Minnesota Adoptee Searches for Birthparents
“A Minnesota woman has become the latest adoptee to take her search for her birth parents to social media.
Kim Lees has been searching for her birth mother for more than 10 years. On Wednesday, Lees took her search to Facebook, where at least two other adoptees in search of their birth parents have posted messages they hope will go viral and help in their search.
‘My name is Kim. My birth date is 5-21-1970. I was born at Fairview Hospital in Minneapolis, MN,’ Lees Facebook post reads. ‘I am searching for my birth mother. PLEASE share this post. Any information can be sent to kimssearch521@gmail.com. Thank you!’
So far, Lees’ post has been shared 2,400 times.

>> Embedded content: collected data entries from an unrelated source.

pub mod cpuidle;
pub mod heater;
pub mod phase;
pub mod pps;
pub mod pwm;
pub mod rt;
pub mod sensor;
pub mod tracking;
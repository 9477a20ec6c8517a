//! Per-CPU idle-state plumbing.
//!
//! Two ways to steer the kernel away from deep idle: the per-state
//! `cpuidle/stateN/disable` knobs of one CPU, or the system-wide
//! `/dev/cpu_dma_latency` hint. Discovery and handle setup happen once at
//! startup; afterwards only writes to the already-open handles occur.

use anyhow::{bail, Context, Result};
use std::fs::{self, File, OpenOptions};
use std::io::{self, Write};
use std::os::unix::fs::OpenOptionsExt;
use std::path::{Path, PathBuf};

use crate::phase::{IdleAction, PhaseConfig};

pub const SYSFS_CPU: &str = "/sys/devices/system/cpu";
pub const CPU_DMA_LATENCY: &str = "/dev/cpu_dma_latency";

/// Kernel ceiling on the number of cpuidle states.
pub const MAX_IDLE_STATES: usize = 32;

fn state_dir(base: &Path, cpu: usize, state: usize) -> PathBuf {
    base.join(format!("cpu{}/cpuidle/state{}", cpu, state))
}

/// Counts the contiguous run of states exposing a `disable` knob.
pub fn discover(cpu: usize) -> Result<usize> {
    discover_in(Path::new(SYSFS_CPU), cpu)
}

pub fn discover_in(base: &Path, cpu: usize) -> Result<usize> {
    let mut max = 0;
    for i in 0..MAX_IDLE_STATES {
        if state_dir(base, cpu, i).join("disable").is_file() {
            max = i + 1;
        } else {
            break;
        }
    }
    if max == 0 {
        bail!("cpu{} exposes no cpuidle disable knobs", cpu);
    }
    Ok(max)
}

/// Index of the first state whose exit latency exceeds `thres_us`.
///
/// If every state is below the threshold the deepest state is returned.
/// An answer of zero means even state 1 is too slow, which makes the
/// shallow-hold phases meaningless.
pub fn latency_boundary(cpu: usize, max: usize, thres_us: i64) -> Result<usize> {
    latency_boundary_in(Path::new(SYSFS_CPU), cpu, max, thres_us)
}

pub fn latency_boundary_in(base: &Path, cpu: usize, max: usize, thres_us: i64) -> Result<usize> {
    let mut high = 0;
    for i in 0..max {
        let path = state_dir(base, cpu, i).join("latency");
        let text = match fs::read_to_string(&path) {
            Ok(t) => t,
            Err(_) => break,
        };
        let val: i64 = match text.trim().parse() {
            Ok(v) => v,
            Err(_) => break,
        };
        high = i;
        if val > thres_us {
            break;
        }
    }
    if high == 0 {
        bail!(
            "cpu{} has no usable idle state below the {} us threshold",
            cpu,
            thres_us
        );
    }
    Ok(high)
}

/// Opens every `disable` knob of `cpu` write-only.
pub fn open_disable_knobs(cpu: usize, max: usize) -> Result<Vec<File>> {
    open_disable_knobs_in(Path::new(SYSFS_CPU), cpu, max)
}

pub fn open_disable_knobs_in(base: &Path, cpu: usize, max: usize) -> Result<Vec<File>> {
    let mut knobs = Vec::with_capacity(max);
    for i in 0..max {
        let path = state_dir(base, cpu, i).join("disable");
        let f = OpenOptions::new()
            .write(true)
            .custom_flags(libc::O_NONBLOCK | libc::O_CLOEXEC)
            .open(&path)
            .with_context(|| format!("opening {}", path.display()))?;
        knobs.push(f);
    }
    Ok(knobs)
}

pub fn open_dma_latency() -> Result<File> {
    OpenOptions::new()
        .write(true)
        .custom_flags(libc::O_NONBLOCK | libc::O_CLOEXEC)
        .open(CPU_DMA_LATENCY)
        .with_context(|| format!("opening {}", CPU_DMA_LATENCY))
}

/// Owns the idle-control handles and maps phase actions onto them.
pub enum IdleControl {
    PerState {
        knobs: Vec<File>,
        max: usize,
        high: usize,
        relax_base: usize,
        forbid_limit: usize,
    },
    Global {
        latency: File,
        thres_us: i32,
    },
}

impl IdleControl {
    /// Single-core mode over the given CPU's knobs. The relax and forbid
    /// ranges depend on whether the shallow-hold phases exist at all.
    pub fn per_state(knobs: Vec<File>, high: usize, cfg: &PhaseConfig) -> Self {
        let max = knobs.len();
        IdleControl::PerState {
            relax_base: if cfg.poh > 0 { high } else { 1 },
            forbid_limit: if cfg.prh > 0 { high } else { max },
            knobs,
            max,
            high,
        }
    }

    /// All-cores mode through the PM QoS hint.
    pub fn global(latency: File, thres_us: i32) -> Self {
        IdleControl::Global { latency, thres_us }
    }

    pub fn apply(&mut self, action: IdleAction) -> io::Result<()> {
        match self {
            IdleControl::PerState {
                knobs,
                max,
                high,
                relax_base,
                forbid_limit,
            } => match action {
                IdleAction::WakeShallow => write_range(knobs, 1, *high, false),
                IdleAction::RelaxDeep => write_range(knobs, *relax_base, *max, false),
                IdleAction::HoldShallow => write_range(knobs, *high, *max, true),
                IdleAction::Forbid => write_range(knobs, 1, *forbid_limit, true),
            },
            IdleControl::Global { latency, thres_us } => match action {
                IdleAction::WakeShallow | IdleAction::HoldShallow => {
                    write_latency(latency, *thres_us)
                }
                IdleAction::RelaxDeep => write_latency(latency, -1),
                IdleAction::Forbid => write_latency(latency, 0),
            },
        }
    }

    /// Fully-idle policy: every state enabled, hint released.
    pub fn allow_all(&mut self) -> io::Result<()> {
        match self {
            IdleControl::PerState { knobs, max, .. } => write_range(knobs, 1, *max, false),
            IdleControl::Global { latency, .. } => write_latency(latency, -1),
        }
    }
}

impl Drop for IdleControl {
    fn drop(&mut self) {
        let _ = self.allow_all();
    }
}

fn write_range(knobs: &mut [File], base: usize, limit: usize, disable: bool) -> io::Result<()> {
    let val: &[u8] = if disable { b"1\n" } else { b"0\n" };
    for knob in knobs.iter_mut().take(limit).skip(base) {
        knob.write_all(val)?;
    }
    Ok(())
}

fn write_latency(latency: &mut File, us: i32) -> io::Result<()> {
    latency.write_all(&us.to_ne_bytes())
}
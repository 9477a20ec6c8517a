//! Chrony tracking oracle.
//!
//! The controller never talks NTP itself; it asks `chronyc -c tracking` for
//! chronyd's view of the clock and extracts the four fields it needs. The
//! subprocess is hidden behind [`TrackingSource`] so tests can inject a
//! scripted oracle instead.

use anyhow::{bail, Context, Result};
use std::process::Command;

/// The slice of `chronyc -c tracking` the controller consumes.
///
/// Fields 4, 8, 9 and 10 (1-indexed) of the CSV line: reference timestamp,
/// frequency estimate (ppm), residual frequency (ppm) and skew (ppm).
#[derive(Debug, Clone, Copy, PartialEq)]
pub struct Tracking {
    pub ref_time: f64,
    pub freq_ppm: f64,
    pub residual_ppm: f64,
    pub skew_ppm: f64,
}

#[cfg_attr(test, mockall::automock)]
pub trait TrackingSource {
    fn sample(&mut self) -> Result<Tracking>;
}

/// Spawns `chronyc -c tracking` and parses its single CSV line.
pub struct ChronycTracking;

impl TrackingSource for ChronycTracking {
    fn sample(&mut self) -> Result<Tracking> {
        let out = Command::new("chronyc")
            .args(["-c", "tracking"])
            .output()
            .context("spawning chronyc")?;
        if !out.status.success() {
            bail!("chronyc exited with {}", out.status);
        }
        let stdout = std::str::from_utf8(&out.stdout).context("chronyc output not UTF-8")?;
        let line = match stdout.lines().next() {
            Some(l) => l,
            None => bail!("chronyc produced no output"),
        };
        parse_tracking(line)
    }
}

pub fn parse_tracking(line: &str) -> Result<Tracking> {
    let fields: Vec<&str> = line.split(',').collect();
    if fields.len() < 10 {
        bail!("tracking line has {} fields, need at least 10", fields.len());
    }
    let num = |idx: usize| -> Result<f64> {
        fields[idx]
            .parse::<f64>()
            .with_context(|| format!("tracking field {} is {:?}", idx + 1, fields[idx]))
    };
    Ok(Tracking {
        ref_time: num(3)?,
        freq_ppm: num(7)?,
        residual_ppm: num(8)?,
        skew_ppm: num(9)?,
    })
}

Less says she was inspired by a recent mother-daughter reunion, presumably referring to Katheryn Deprill, the 27-year-old Pennsylvania who posted a similar message on Facebook in hopes of tracking down her birth mother.
Deprill’s adoption story is slightly more memorable than most – she was referred to as the ‘Burger King Baby’ in local media accounts after her birth mother left the newborn Deprill wrapped in a shirt crying on the floor of a Burger King bathroom in 1986.
Deprill began her quest March 2 by posting on her Facebook page a photo in which she held up a sign that said: ‘Looking for my birth mother. … She abandoned me in the Burger King bathroom only hours old, Allentown PA. Please help me find her by sharing my post.’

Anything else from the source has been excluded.